I realize the previous post was flippant about a topic that many would consider to be serious. I want you to know that I have considered—or fretted about, at any rate—the possible effects of video game violence on my kids’ psyches.
According to my meager research—because, though I am a concerned parent, I am also a lazy one—it seems you can find evidence to support whichever position you want to take on the matter. That said, the American Academy of Child and Adolescent Psychiatry says pretty unequivocally that violent video games will screw your kid up, though of course they phrase it more elegantly. Researchers at the Indiana University School of Medicine also reportedly found that MRI scans of young men who played violent video games for a week displayed changes in the brain regions related to cognitive function and emotional control.

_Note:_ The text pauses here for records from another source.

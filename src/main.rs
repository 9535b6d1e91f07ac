//! sph2d - headless dam break demo
//!
//! Drops a block of fluid into an 800x600 box, pours in a ring of new
//! particles every two seconds and logs the fluid statistics.
//!
//! Usage: `sph2d [frames] [water|viscous|splashy]`

use std::time::Duration;

use bevy::log::{Level, LogPlugin};
use bevy::prelude::*;
use sph2d::prelude::*;

const FRAME_TIME: f32 = 1.0 / 60.0;
const POUR_INTERVAL: u64 = 120;

fn main() {
    let mut args = std::env::args().skip(1);
    let frames: u64 = args.next().and_then(|arg| arg.parse().ok()).unwrap_or(600);
    let params = match args.next().as_deref() {
        Some("viscous") => SphParams::viscous(),
        Some("splashy") => SphParams::splashy(),
        _ => SphParams::water(),
    };

    let mut app = App::new();
    app.add_plugins(LogPlugin {
        level: Level::INFO,
        filter: "sph2d=debug".to_string(),
        ..default()
    })
    .init_resource::<Time>()
    .add_plugins(SphPlugin::new(800.0, 600.0, 400).with_params(params))
    .add_systems(Update, pour.before(SphSystems));

    app.finish();
    app.cleanup();

    for _ in 0..frames {
        app.world_mut()
            .resource_mut::<Time>()
            .advance_by(Duration::from_secs_f32(FRAME_TIME));
        app.update();
    }

    let state = app.world().resource::<FluidState>();
    let stats = state.simulation.stats();
    info!(
        "Done after {} frames ({:.1}s): {} particles, mean density {:.1}, {} on surface, {} non-finite",
        state.simulation.frame(),
        state.simulation.time(),
        stats.particle_count,
        stats.mean_density,
        stats.surface_particles,
        stats.non_finite,
    );
}

/// Pour a ring of particles near the top of the box at a fixed interval.
fn pour(state: Res<FluidState>, mut pending: ResMut<PendingInjections>) {
    let frame = state.simulation.frame();
    if frame > 0 && frame % POUR_INTERVAL == 0 {
        let bounds = state.simulation.bounds();
        pending.queue(bounds.center().x, bounds.height * 0.15, 20);
    }
}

And, though my engineer husband abhors anecdotal evidence, there is the experience of my family. One morning last week, I mentioned to Billup an odd dream I’d had, where the toilet was in the master bedroom and people kept coming in to pee right by the bed. (It was disturbing.) Billup then relayed that she’d dreamed she was playing a first-person game of “Call of Duty: Modern Warfare 3” (MW3). Where she was in the game, shooting at people and being shot at. And where she apparently died, though she reassured me, “In my dream, I knew I was playing a video game and I came back to life again, so it was no big deal.” Right. Not a big deal at all.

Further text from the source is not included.